PROMPT » How many lines in the data below include the word "bills"? Respond with the number, nothing more.

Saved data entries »

+---+

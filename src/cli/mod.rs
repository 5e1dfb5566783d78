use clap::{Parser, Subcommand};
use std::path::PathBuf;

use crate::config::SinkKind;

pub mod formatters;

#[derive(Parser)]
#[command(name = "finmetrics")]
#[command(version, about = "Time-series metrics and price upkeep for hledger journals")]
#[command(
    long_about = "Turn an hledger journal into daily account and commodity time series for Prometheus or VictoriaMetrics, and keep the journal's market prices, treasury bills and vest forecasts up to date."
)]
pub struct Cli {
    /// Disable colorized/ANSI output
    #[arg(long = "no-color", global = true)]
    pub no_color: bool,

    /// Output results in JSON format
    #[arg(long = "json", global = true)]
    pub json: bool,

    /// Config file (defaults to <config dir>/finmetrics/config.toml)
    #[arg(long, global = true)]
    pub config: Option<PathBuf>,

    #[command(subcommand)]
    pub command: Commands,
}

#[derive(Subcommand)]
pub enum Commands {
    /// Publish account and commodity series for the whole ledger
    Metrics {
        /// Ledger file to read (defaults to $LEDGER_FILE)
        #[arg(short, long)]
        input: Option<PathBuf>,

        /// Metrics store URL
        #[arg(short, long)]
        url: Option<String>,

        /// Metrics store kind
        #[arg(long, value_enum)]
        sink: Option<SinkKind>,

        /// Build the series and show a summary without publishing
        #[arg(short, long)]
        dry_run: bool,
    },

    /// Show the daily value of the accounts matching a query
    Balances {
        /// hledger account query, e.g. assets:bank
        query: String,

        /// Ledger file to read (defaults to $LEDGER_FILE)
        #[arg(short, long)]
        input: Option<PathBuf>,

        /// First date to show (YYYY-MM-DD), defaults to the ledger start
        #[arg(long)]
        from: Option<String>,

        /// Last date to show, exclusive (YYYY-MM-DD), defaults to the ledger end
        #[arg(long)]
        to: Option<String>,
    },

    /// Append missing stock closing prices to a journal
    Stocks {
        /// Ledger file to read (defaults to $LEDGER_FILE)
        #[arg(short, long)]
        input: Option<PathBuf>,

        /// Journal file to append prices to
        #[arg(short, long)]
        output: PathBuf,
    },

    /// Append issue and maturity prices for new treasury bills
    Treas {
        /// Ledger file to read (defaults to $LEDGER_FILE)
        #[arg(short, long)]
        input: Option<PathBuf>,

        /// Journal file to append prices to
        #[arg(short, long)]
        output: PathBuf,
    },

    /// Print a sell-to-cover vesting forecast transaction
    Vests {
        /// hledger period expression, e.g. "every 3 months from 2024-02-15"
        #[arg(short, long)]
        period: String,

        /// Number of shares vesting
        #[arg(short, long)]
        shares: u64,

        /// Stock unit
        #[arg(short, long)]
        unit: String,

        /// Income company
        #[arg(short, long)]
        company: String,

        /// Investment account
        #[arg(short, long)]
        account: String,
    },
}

+---+

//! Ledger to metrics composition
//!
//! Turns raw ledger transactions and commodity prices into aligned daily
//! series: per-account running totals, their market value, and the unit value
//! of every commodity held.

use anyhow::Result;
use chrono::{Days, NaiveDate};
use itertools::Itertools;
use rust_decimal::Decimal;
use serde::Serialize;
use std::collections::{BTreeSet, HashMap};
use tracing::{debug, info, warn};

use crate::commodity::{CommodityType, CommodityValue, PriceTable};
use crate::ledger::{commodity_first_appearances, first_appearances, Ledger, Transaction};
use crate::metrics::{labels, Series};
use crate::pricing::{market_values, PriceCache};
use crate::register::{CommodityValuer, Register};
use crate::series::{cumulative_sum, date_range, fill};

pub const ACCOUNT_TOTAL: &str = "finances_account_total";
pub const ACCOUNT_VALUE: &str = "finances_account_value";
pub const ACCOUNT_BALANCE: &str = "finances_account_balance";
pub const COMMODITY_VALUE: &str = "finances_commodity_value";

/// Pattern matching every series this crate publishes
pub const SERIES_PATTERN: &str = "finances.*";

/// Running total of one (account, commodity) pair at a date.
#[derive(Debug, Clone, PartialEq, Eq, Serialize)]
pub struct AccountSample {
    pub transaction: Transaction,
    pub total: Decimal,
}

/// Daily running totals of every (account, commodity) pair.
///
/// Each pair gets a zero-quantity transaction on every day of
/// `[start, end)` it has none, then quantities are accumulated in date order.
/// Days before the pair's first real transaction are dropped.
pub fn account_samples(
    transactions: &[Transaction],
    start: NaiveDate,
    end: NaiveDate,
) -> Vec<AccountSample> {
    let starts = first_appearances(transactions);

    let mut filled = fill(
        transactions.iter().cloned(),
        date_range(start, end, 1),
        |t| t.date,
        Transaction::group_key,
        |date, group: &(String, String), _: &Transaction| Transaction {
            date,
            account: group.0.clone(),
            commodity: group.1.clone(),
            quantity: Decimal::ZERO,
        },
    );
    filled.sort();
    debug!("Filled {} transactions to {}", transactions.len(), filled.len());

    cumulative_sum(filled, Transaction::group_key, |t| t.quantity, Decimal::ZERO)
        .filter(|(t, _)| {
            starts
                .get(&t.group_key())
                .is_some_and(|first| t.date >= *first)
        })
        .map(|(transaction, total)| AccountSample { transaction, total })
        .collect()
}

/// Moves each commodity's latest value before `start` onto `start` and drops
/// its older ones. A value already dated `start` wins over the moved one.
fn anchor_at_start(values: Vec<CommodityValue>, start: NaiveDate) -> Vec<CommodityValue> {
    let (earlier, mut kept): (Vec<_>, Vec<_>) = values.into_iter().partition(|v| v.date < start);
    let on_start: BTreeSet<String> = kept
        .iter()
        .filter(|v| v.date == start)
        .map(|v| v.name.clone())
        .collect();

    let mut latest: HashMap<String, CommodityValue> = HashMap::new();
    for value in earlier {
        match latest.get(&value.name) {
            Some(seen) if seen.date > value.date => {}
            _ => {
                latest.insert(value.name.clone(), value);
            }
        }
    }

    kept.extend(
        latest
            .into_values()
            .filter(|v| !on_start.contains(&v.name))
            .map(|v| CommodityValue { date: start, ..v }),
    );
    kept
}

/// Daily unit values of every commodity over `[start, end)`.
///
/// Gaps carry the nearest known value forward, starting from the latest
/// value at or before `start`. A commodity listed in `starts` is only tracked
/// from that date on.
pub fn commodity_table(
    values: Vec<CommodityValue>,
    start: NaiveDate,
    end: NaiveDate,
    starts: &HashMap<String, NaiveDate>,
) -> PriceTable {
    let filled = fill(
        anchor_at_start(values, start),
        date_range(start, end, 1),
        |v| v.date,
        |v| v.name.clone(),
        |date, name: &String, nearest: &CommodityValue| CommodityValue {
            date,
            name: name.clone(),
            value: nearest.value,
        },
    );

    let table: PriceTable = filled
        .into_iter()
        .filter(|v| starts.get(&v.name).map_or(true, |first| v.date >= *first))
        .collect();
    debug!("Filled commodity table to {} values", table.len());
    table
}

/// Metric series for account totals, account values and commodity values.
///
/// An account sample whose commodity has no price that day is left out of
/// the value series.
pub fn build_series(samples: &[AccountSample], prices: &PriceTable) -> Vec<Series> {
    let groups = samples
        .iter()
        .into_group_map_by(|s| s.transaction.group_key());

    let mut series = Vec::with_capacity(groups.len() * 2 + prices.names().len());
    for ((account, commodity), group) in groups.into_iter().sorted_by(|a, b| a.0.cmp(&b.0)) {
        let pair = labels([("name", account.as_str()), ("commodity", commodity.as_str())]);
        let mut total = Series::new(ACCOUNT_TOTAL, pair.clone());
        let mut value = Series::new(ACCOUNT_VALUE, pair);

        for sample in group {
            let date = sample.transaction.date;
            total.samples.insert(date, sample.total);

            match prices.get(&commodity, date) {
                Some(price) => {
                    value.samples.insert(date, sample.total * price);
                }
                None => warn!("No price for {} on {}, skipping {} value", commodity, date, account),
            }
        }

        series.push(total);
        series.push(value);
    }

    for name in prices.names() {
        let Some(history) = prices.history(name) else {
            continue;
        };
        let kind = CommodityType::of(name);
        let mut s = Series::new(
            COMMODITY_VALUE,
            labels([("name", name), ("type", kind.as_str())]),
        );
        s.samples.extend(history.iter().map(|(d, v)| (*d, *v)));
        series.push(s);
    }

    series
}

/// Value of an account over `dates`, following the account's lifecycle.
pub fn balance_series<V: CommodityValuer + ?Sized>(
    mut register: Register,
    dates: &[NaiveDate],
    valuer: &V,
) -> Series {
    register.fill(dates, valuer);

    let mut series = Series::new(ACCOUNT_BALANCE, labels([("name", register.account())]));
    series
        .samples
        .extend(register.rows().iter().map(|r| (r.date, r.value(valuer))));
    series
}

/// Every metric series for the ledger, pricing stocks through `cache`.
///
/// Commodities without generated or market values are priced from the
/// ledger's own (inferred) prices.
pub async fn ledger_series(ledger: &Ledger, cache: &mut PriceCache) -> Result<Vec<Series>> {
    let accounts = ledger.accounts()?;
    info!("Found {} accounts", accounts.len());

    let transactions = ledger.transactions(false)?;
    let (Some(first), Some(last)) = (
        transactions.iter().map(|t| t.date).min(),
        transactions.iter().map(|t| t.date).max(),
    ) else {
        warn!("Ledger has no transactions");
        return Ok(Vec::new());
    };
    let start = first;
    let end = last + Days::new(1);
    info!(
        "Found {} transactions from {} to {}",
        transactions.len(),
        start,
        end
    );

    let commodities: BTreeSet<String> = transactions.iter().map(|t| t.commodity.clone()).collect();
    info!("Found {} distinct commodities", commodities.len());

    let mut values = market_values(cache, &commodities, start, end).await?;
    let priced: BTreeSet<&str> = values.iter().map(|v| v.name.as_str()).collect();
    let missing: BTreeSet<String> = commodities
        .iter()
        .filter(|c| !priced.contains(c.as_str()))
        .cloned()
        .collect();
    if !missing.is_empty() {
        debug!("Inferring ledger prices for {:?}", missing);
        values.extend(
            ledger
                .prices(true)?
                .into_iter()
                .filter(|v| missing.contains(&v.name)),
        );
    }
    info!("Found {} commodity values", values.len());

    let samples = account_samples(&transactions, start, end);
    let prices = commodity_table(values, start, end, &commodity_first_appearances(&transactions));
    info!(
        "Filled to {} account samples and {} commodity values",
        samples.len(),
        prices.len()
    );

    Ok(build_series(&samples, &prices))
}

+---+

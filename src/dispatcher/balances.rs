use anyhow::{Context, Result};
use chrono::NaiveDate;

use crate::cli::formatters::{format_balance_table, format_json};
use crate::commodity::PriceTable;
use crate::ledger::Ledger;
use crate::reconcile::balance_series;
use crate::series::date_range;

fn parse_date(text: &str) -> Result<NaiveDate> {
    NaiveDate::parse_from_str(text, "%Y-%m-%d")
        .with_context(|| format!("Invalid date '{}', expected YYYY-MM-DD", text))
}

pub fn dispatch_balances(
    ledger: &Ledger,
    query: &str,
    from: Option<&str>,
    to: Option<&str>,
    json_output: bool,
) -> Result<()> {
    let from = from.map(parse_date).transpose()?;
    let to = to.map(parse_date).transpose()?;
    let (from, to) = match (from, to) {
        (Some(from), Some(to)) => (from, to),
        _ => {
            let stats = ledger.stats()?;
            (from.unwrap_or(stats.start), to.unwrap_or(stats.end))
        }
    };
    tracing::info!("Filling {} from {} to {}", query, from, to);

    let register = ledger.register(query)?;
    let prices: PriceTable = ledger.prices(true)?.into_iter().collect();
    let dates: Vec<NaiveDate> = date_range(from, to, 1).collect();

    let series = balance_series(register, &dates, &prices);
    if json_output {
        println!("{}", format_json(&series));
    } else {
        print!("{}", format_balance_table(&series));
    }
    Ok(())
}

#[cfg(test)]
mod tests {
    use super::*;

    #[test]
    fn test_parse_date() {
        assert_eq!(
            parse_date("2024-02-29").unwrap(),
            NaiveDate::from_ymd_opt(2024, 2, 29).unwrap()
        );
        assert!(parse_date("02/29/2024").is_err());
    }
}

+---+

OUTPUT FOR THIS EXERCISE » 2